**Work to be completed:**
Quote the material below exactly as written, from the first line to the line that holds "pub fn get(&self, id: WorkerId)", endpoints included.

**Data to process:**
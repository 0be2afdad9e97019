use dashmap::DashMap;
use forkpool_core::WorkerId;
use std::sync::Arc;

/// Live workers of a launcher, by id.
#[derive(Debug, Clone, Default)]
pub struct WorkerRegistry {
    pids: Arc<DashMap<WorkerId, u32>>,
}

impl WorkerRegistry {
    pub fn new() -> Self {
        Self::default()
    }

    pub fn register(&self, id: WorkerId, pid: u32) {
        self.pids.insert(id, pid);
    }

    pub fn unregister(&self, id: WorkerId) -> Option<u32> {
        self.pids.remove(&id).map(|(_, pid)| pid)
    }

    pub fn get(&self, id: WorkerId) -> Option<u32> {
        self.pids.get(&id).map(|pid| *pid)
    }

    pub fn list(&self) -> Vec<(WorkerId, u32)> {
        let mut live: Vec<_> = self.pids.iter().map(|e| (*e.key(), *e.value())).collect();
        live.sort();
        live
    }

    pub fn count(&self) -> usize {
        self.pids.len()
    }

    /// Empties the registry, returning what was in it.
    pub fn drain(&self) -> Vec<(WorkerId, u32)> {
        let live = self.list();
        for (id, _) in &live {
            self.pids.remove(id);
        }
        live
    }
}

**Solved exercise:**
repository 0be2afdad9e97019
use dashmap::DashMap;
use forkpool_core::WorkerId;
use std::sync::Arc;

/// Live workers of a launcher, by id.
#[derive(Debug, Clone, Default)]
pub struct WorkerRegistry {
    pids: Arc<DashMap<WorkerId, u32>>,
}

impl WorkerRegistry {
    pub fn new() -> Self {
        Self::default()
    }

    pub fn register(&self, id: WorkerId, pid: u32) {
        self.pids.insert(id, pid);
    }

    pub fn unregister(&self, id: WorkerId) -> Option<u32> {
        self.pids.remove(&id).map(|(_, pid)| pid)
    }

    pub fn get(&self, id: WorkerId) -> Option<u32> {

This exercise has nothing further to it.